His 2021 kicking performance earned him All-Big Ten Honorable Mention honors from both the Big Ten Coaches and the Big Ten Media.

=== 2022 (Purdue) ===
Fineran held a 4.0 grade point average as he pursued a Master's degree in technology leadership and innovation, representing the Highest GPA on the Purdue Football Team (2022). As a Purdue Boilermaker, Fineran made 18-for-24 field goal attempts this season with a long of 46 yards and 42 kicks in both seasons to rank fourth in the program history. His 79.3 field goal percentage sits atop Purdue's career leaderboard by kickers with 15 or more attempts, making him the Purdue all-time career kicking leader.

Fineran became very familiar to Purdue fans over his final two seasons as he closed out his collegiate career with legendary runs in Purdue kicker history with a 79.3% career field goal percentage. He also finishes his career 4th all-time in field goals, with 42 field goals made across his final two seasons with Purdue.

Purdue had an overall successful season, going 8-6 on its way to the Big Ten Championship game. Although the Boilermakers lost that game to Michigan, Fineran kicked five field goals setting a Big Ten Championship Record and tied the Purdue all-time record for field goals in a single game.

Fineran was named to the 2022 Lou Groza Award Preseason Watch List in his second season with the Purdue football program, as announced by the Palm Beach County Sports Commission. The honor is presented annually to the nation's top placekicker in college football.

Fineran and three other Boilermakers, Ben Furtney, Gus Hartwig, and Khordae Sydnor, earned Academic All-District Recognition and were advanced to the CSC Academic All-America ballot. He was also included in the 2022 Fall Academic All-Big Ten Honorees.

== College statistics ==

|  |  |  | Field Goals |  |  |  | PATs |  |  | Points | Kickoffs |  |  |
|---|---|---|---|---|---|---|---|---|---|---|---|---|---|
| Season | School | G | FGM | FGA | FG% | Long | XPM | XPA | XP% | Total | Att | TB | Avg |
| 2018 | SAM | 11 | 13 | 17 | 76.5 | 46 | 50 | 50 | 100.0 | 89 | 70 | 13 | 57.1 |
| 2019 | SAM | 12 | 15 | 21 | 71.4 | 45 | 46 | 47 | 97.9 | 91 | 66 | 23 | 58.7 |
| 2020* | SAM | 7 | 15 | 18 | 83.3 | 50 | 32 | 33 | 97.0 | 77 | 54 | 31 | 60.0 |
| 2021 | PUR | 13 | 24 | 29 | 82.8 | 48 | 40 | 42 | 95.2 | 112 | 5 | 0 | 59.6 |
| 2022 | PUR | 14 | 18 | 24 | 75.0 | 40 | 41 | 44 | 93.2 | 95 |  |  |  |
| Totals |  | 57 | 85 | 109 | 77.8 | 50 | 209 | 216 | 96.7 | 464 | 195 | 67 | 58.0 |

- The 2020 Southern Conference football season was postponed to and played from February to April 2021 due to the COVID-19 pandemic.

== Personal life ==
Fineran's brother, McClain, is a college football place kicker committed to the Washburn Ichabods. McClain formerly played for the Shorter Hawks

In college, Fineran has been involved in community volunteer work, including the Exceptional Foundation, Volunteer Magic City Woodworks, as a Samford Student Athlete Mentor at Goodyear Elementary School, and Habitat for Humanity Volunteer Summers.

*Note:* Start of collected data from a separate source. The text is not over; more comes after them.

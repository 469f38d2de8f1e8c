use std::path::PathBuf;

use anyhow::{bail, Context, Result};
use clap::{Args, Parser, Subcommand};
use rusty_valley::config::Settings;
use rusty_valley::{LogProgress, SessionState};

#[derive(Parser)]
#[command(author, version, about = "Savitzky-Golay smoothing and valley logging for spectrum traces")]
struct Cli {
    /// Load default filter and log settings from a JSON file
    #[arg(long, global = true)]
    config: Option<PathBuf>,
    #[command(subcommand)]
    command: Command,
}

#[derive(Args)]
struct FilterArgs {
    /// Filter window (odd; even values are bumped by one)
    #[arg(long)]
    window: Option<i64>,
    /// Polynomial order
    #[arg(long)]
    order: Option<i64>,
    /// Valley search start in nm (default: first wavelength)
    #[arg(long)]
    start: Option<f64>,
    /// Valley search end in nm (default: last wavelength)
    #[arg(long)]
    end: Option<f64>,
    /// Shift each trace so its maximum is 0 dB before filtering
    #[arg(long, default_value_t = false)]
    normalize: bool,
    /// Sample name written to every log row
    #[arg(long)]
    sample: Option<String>,
    /// Valley log (.csv or .xlsx), appended to
    #[arg(long)]
    log: Option<PathBuf>,
}

#[derive(Subcommand)]
enum Command {
    /// Smooth one spectrum and report its valley
    Single {
        file: PathBuf,
        #[command(flatten)]
        filter: FilterArgs,
        /// Write wavelength, original and filtered intensity (.csv or .xlsx)
        #[arg(long)]
        export: Option<PathBuf>,
    },
    /// Run every file through the same filter and collect the valleys
    Batch {
        #[arg(required = true)]
        files: Vec<PathBuf>,
        #[command(flatten)]
        filter: FilterArgs,
        /// Print the outcome as JSON instead of a table
        #[arg(long, default_value_t = false)]
        json: bool,
    },
}

fn merge(mut settings: Settings, args: &FilterArgs) -> Settings {
    if let Some(w) = args.window {
        settings.window = w;
    }
    if let Some(o) = args.order {
        settings.order = o;
    }
    if args.start.is_some() {
        settings.range_start = args.start;
    }
    if args.end.is_some() {
        settings.range_end = args.end;
    }
    if args.normalize {
        settings.normalize = true;
    }
    if args.sample.is_some() {
        settings.sample_name = args.sample.clone();
    }
    if args.log.is_some() {
        settings.log_path = args.log.clone();
    }
    settings
}

fn main() -> Result<()> {
    env_logger::init();
    let cli = Cli::parse();

    let base = match &cli.config {
        Some(path) => Settings::load(path)?,
        None => Settings::default(),
    };

    let mut session = SessionState::new();

    match cli.command {
        Command::Single {
            file,
            filter,
            export,
        } => {
            let settings = merge(base, &filter);
            session
                .load_files(&[&file])
                .with_context(|| format!("loading {}", file.display()))?;
            let (params, _warnings) = session.filter_parameters(&settings.to_form())?;
            println!(
                "window {}, order {}, range {}..{} nm",
                params.window(),
                params.order(),
                params.range_start(),
                params.range_end()
            );

            let run = session.run_single(&params)?;
            match run.processed.valley {
                Some(v) => println!("Valley: {:.2} dB @ {:.2} nm", v.intensity, v.wavelength),
                None => println!("Valley: none inside the search range"),
            }

            if let Some(path) = export {
                session
                    .export_full_spectrum(&path)
                    .with_context(|| format!("exporting {}", path.display()))?;
            }

            if let Some(log_path) = settings.log_path {
                let sample = settings.sample_name.unwrap_or_default();
                session.set_log_path(log_path)?;
                let record = session.append_log(&sample).context("logging valley")?;
                println!("Logged at {}", record.timestamp);
            }
        }
        Command::Batch {
            files,
            filter,
            json,
        } => {
            let settings = merge(base, &filter);
            let Some(sample) = settings.sample_name.clone() else {
                bail!("a batch needs --sample (or sample_name in the config)");
            };

            session.load_files(&files).context("loading spectra")?;
            let (params, _warnings) = session.filter_parameters(&settings.to_form())?;
            let outcome = session.run_batch(&params, &sample, &mut LogProgress)?;

            if json {
                println!("{}", serde_json::to_string_pretty(&outcome)?);
            } else {
                for (point, record) in outcome.series.iter().zip(&outcome.records) {
                    println!(
                        "{:>4}  {:>10.3} nm  {:>9.3} dB  {}",
                        point.index, point.wavelength, point.intensity, record.source_file
                    );
                }
                println!(
                    "{} valley(s) from {} file(s)",
                    outcome.records.len(),
                    session.collection().len()
                );
            }

            if let Some(log_path) = settings.log_path {
                session.set_log_path(log_path)?;
                session
                    .append_batch_log(&outcome)
                    .context("appending batch to log")?;
            }
        }
    }

    Ok(())
}
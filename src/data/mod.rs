/// Data layer: spectrum types and text-file loading.
///
/// Architecture:
/// ```text
///  .txt (two or more numeric columns)
///        │
///        ▼
///   ┌───────────┐
///   │ delimiter │  first line → ';' | ',' | whitespace
///   └───────────┘
///        │
///        ▼
///   ┌──────────┐
///   │  loader  │  parse file → Spectrum
///   └──────────┘
///        │
///        ▼
///   ┌────────────────────┐
///   │ SpectrumCollection │  ordered, uniquely named spectra
///   └────────────────────┘
/// ```

pub mod delimiter;
pub mod loader;
pub mod model;
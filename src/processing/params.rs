use std::fmt;

use crate::data::model::Spectrum;
use crate::error::ParameterError;

// ---------------------------------------------------------------------------
// Raw input, as a host form hands it over
// ---------------------------------------------------------------------------

/// Unvalidated filter settings. Range fields that are absent or blank mean
/// "use the reference spectrum's wavelength span".
#[derive(Debug, Clone, Default, PartialEq)]
pub struct RawFilterForm {
    pub window: String,
    pub order: String,
    pub range_start: Option<String>,
    pub range_end: Option<String>,
    pub normalize: bool,
}

/// A correction applied while building [`FilterParameters`].
#[derive(Debug, Clone, PartialEq)]
pub enum ParameterWarning {
    WindowMadeOdd { from: i64, to: usize },
    WindowRaised { from: i64, to: usize },
    OrderClamped { from: i64, to: usize },
    RangeReset { start: f64, end: f64 },
}

impl fmt::Display for ParameterWarning {
    fn fmt(&self, f: &mut fmt::Formatter<'_>) -> fmt::Result {
        match self {
            ParameterWarning::WindowMadeOdd { from, to } => {
                write!(f, "window {from} is even, using {to}")
            }
            ParameterWarning::WindowRaised { from, to } => {
                write!(f, "window {from} is too small, using {to}")
            }
            ParameterWarning::OrderClamped { from, to } => {
                write!(f, "polynomial order {from} is out of range, using {to}")
            }
            ParameterWarning::RangeReset { start, end } => write!(
                f,
                "range start must be below range end, searching the full span {start}..{end}"
            ),
        }
    }
}

// ---------------------------------------------------------------------------
// FilterParameters – always valid once built
// ---------------------------------------------------------------------------

/// Smoothing and search settings. Fields are private so an instance can only
/// exist in corrected form: odd `window >= 3`, `1 <= order < window`,
/// `range_start <= range_end`.
#[derive(Debug, Clone, Copy, PartialEq)]
pub struct FilterParameters {
    window: usize,
    order: usize,
    range_start: f64,
    range_end: f64,
    normalize_peak: bool,
}

impl FilterParameters {
    /// Parse and correct a raw form against the spectrum the range defaults to.
    pub fn normalize(
        raw: &RawFilterForm,
        reference: &Spectrum,
    ) -> Result<(Self, Vec<ParameterWarning>), ParameterError> {
        let window = parse_int("window", &raw.window)?;
        let order = parse_int("order", &raw.order)?;
        let range_start = parse_bound("range start", raw.range_start.as_deref())?;
        let range_end = parse_bound("range end", raw.range_end.as_deref())?;

        Ok(Self::correct(
            window,
            order,
            range_start,
            range_end,
            raw.normalize,
            reference.wavelength_span(),
        ))
    }

    /// Apply the correction rules to already-numeric input.
    ///
    /// 1. even window → window + 1 (and never below 3)
    /// 2. order >= window → max(1, window - 2)
    /// 3. order < 1 → 1
    /// 4. missing bounds → `span`; start >= end → the whole `span`
    pub fn correct(
        window: i64,
        order: i64,
        range_start: Option<f64>,
        range_end: Option<f64>,
        normalize_peak: bool,
        span: (f64, f64),
    ) -> (Self, Vec<ParameterWarning>) {
        let mut warnings = Vec::new();

        let mut w = window;
        if w % 2 == 0 {
            w += 1;
            warnings.push(ParameterWarning::WindowMadeOdd {
                from: window,
                to: w.max(3) as usize,
            });
        }
        if w < 3 {
            if !matches!(warnings.last(), Some(ParameterWarning::WindowMadeOdd { .. })) {
                warnings.push(ParameterWarning::WindowRaised { from: window, to: 3 });
            }
            w = 3;
        }
        let w = w as usize;

        let o = if order >= w as i64 {
            (w as i64 - 2).max(1) as usize
        } else if order < 1 {
            1
        } else {
            order as usize
        };
        if o as i64 != order {
            warnings.push(ParameterWarning::OrderClamped { from: order, to: o });
        }

        let mut start = range_start.unwrap_or(span.0);
        let mut end = range_end.unwrap_or(span.1);
        if start >= end && (range_start.is_some() || range_end.is_some()) {
            start = span.0;
            end = span.1;
            warnings.push(ParameterWarning::RangeReset { start, end });
        }

        for warning in &warnings {
            log::warn!("{warning}");
        }

        (
            Self {
                window: w,
                order: o,
                range_start: start,
                range_end: end,
                normalize_peak,
            },
            warnings,
        )
    }

    pub fn window(&self) -> usize {
        self.window
    }

    pub fn order(&self) -> usize {
        self.order
    }

    pub fn range_start(&self) -> f64 {
        self.range_start
    }

    pub fn range_end(&self) -> f64 {
        self.range_end
    }

    /// Whether the trace is shifted so its maximum sits at 0 before filtering.
    pub fn normalize_peak(&self) -> bool {
        self.normalize_peak
    }

    /// Write the corrected values back into a form, as a host would refresh its fields.
    pub fn to_form(&self) -> RawFilterForm {
        RawFilterForm {
            window: self.window.to_string(),
            order: self.order.to_string(),
            range_start: Some(self.range_start.to_string()),
            range_end: Some(self.range_end.to_string()),
            normalize: self.normalize_peak,
        }
    }
}

fn parse_int(field: &'static str, value: &str) -> Result<i64, ParameterError> {
    value
        .trim()
        .parse::<i64>()
        .map_err(|_| ParameterError::NotInteger {
            field,
            value: value.to_string(),
        })
}

fn parse_bound(field: &'static str, value: Option<&str>) -> Result<Option<f64>, ParameterError> {
    match value.map(str::trim) {
        None | Some("") => Ok(None),
        Some(v) => v
            .parse::<f64>()
            .map(Some)
            .map_err(|_| ParameterError::NotNumeric {
                field,
                value: v.to_string(),
            }),
    }
}
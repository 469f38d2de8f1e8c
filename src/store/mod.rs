/// Persistence layer: tabular files selected by extension.
///
/// ```text
///   Table ──► .csv  (';' separated, '.' decimals)
///         └─► .xlsx (single "Dados" sheet)
/// ```
///
/// Writes always replace the whole file: the new content goes to a temporary
/// file next to the target, which is then renamed over it.

pub mod delimited;
pub mod export;
pub mod log_store;
pub mod table;
pub mod xlsx;

use std::fs::OpenOptions;
use std::io::Write;
use std::path::Path;

use tempfile::NamedTempFile;

use crate::error::LogError;

pub use table::{Cell, Table};

#[derive(Debug, Clone, Copy, PartialEq, Eq)]
pub enum TableFormat {
    Csv,
    Xlsx,
}

impl TableFormat {
    /// Dispatch by extension (case-insensitive). Anything but `.csv`/`.xlsx` is unsupported.
    pub fn from_path(path: &Path) -> Result<Self, LogError> {
        let ext = path
            .extension()
            .and_then(|e| e.to_str())
            .unwrap_or("")
            .to_ascii_lowercase();

        match ext.as_str() {
            "csv" => Ok(TableFormat::Csv),
            "xlsx" => Ok(TableFormat::Xlsx),
            _ => Err(LogError::Unsupported {
                path: path.to_path_buf(),
            }),
        }
    }
}

/// Read a whole table file.
pub fn read_table(path: &Path) -> Result<Table, LogError> {
    match TableFormat::from_path(path)? {
        TableFormat::Csv => delimited::read(path),
        TableFormat::Xlsx => xlsx::read(path),
    }
}

/// Replace `path` with `table`. On failure the previous file is left as it was.
pub fn write_table(path: &Path, table: &Table) -> Result<(), LogError> {
    let bytes = match TableFormat::from_path(path)? {
        TableFormat::Csv => delimited::to_bytes(table).map_err(|source| LogError::Csv {
            path: path.to_path_buf(),
            source,
        })?,
        TableFormat::Xlsx => xlsx::to_bytes(table).map_err(|e| LogError::Xlsx {
            path: path.to_path_buf(),
            message: e.to_string(),
        })?,
    };
    replace_file(path, &bytes)
}

fn replace_file(path: &Path, bytes: &[u8]) -> Result<(), LogError> {
    let io_error = |e: std::io::Error| LogError::from_io(path, e);

    // A target another program holds open (or a read-only one) must fail
    // here, before the rename could silently replace it.
    let existing = match OpenOptions::new().write(true).open(path) {
        Ok(file) => Some(file.metadata().map_err(io_error)?.permissions()),
        Err(e) if e.kind() == std::io::ErrorKind::NotFound => None,
        Err(e) => return Err(io_error(e)),
    };

    let dir = match path.parent() {
        Some(p) if !p.as_os_str().is_empty() => p,
        _ => Path::new("."),
    };
    let mut tmp = NamedTempFile::new_in(dir).map_err(io_error)?;
    tmp.write_all(bytes).map_err(io_error)?;
    tmp.as_file().sync_all().map_err(io_error)?;
    if let Some(permissions) = existing {
        tmp.as_file().set_permissions(permissions).map_err(io_error)?;
    }
    tmp.persist(path).map_err(|e| io_error(e.error))?;
    Ok(())
}
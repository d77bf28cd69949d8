//! Registration checks using Validation.
//!
//! A batch registration reports every offending entry at once instead of
//! stopping at the first one.

use crate::builder::config::PrefixPolicy;
use crate::builder::error::EntryViolation;
use crate::core::{Path, PathError};
use stillwater::validation::Validation;
use stillwater::NonEmptyVec;

/// Outcome of checking one or more registrations.
pub type RegistrationCheck = Validation<(), NonEmptyVec<EntryViolation>>;

/// Resolve `name` under `namespace` into a full path.
pub(crate) fn resolve_entry(namespace: &Path, name: &str) -> Result<Path, EntryViolation> {
    namespace.join(name).map_err(|err| match err {
        PathError::Empty => EntryViolation::EmptyName,
        PathError::EmptySegment { .. } => EntryViolation::EmptySegment {
            path: join_raw(namespace, name),
        },
    })
}

fn join_raw(namespace: &Path, name: &str) -> String {
    if namespace.is_root() {
        name.to_owned()
    } else {
        format!("{namespace}.{name}")
    }
}

/// Check a single candidate path against already registered paths.
pub(crate) fn check_prefix<'a, I>(policy: PrefixPolicy, candidate: &Path, registered: I) -> RegistrationCheck
where
    I: IntoIterator<Item = &'a Path>,
{
    if policy == PrefixPolicy::Allow {
        return Validation::success(());
    }

    let conflict = registered
        .into_iter()
        .find(|existing| existing.is_strict_prefix_of(candidate) || candidate.is_strict_prefix_of(existing));

    match conflict {
        Some(existing) => Validation::fail(EntryViolation::PrefixConflict {
            path: candidate.to_string(),
            existing: existing.to_string(),
        }),
        None => Validation::success(()),
    }
}

/// Check every pair of paths for prefix overlaps.
///
/// Each overlapping pair is reported once, attributed to the longer path.
pub(crate) fn check_all_prefixes(paths: &[&Path]) -> RegistrationCheck {
    let mut checks: Vec<RegistrationCheck> = Vec::new();

    for candidate in paths {
        for existing in paths {
            if existing.is_strict_prefix_of(candidate) {
                checks.push(Validation::fail(EntryViolation::PrefixConflict {
                    path: candidate.to_string(),
                    existing: existing.to_string(),
                }));
            }
        }
    }

    Validation::all_vec(checks).map(|_| ())
}

/// Collapse an accumulated check into its violations.
pub(crate) fn into_violations(check: RegistrationCheck) -> Vec<EntryViolation> {
    match check {
        Validation::Success(_) => Vec::new(),
        Validation::Failure(errors) => errors.iter().cloned().collect(),
    }
}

He graduated from Samford with a bachelor's degree in Sports Administration and pursued a master's degree in Technology, Leadership, and Innovation at Purdue.

In January 2025, Fineran's Twitter profile described him as working as a kicking coach based out of Savannah, Georgia.

As of February 2026, Fineran is working as an electrical project manager at a construction company in Savannah.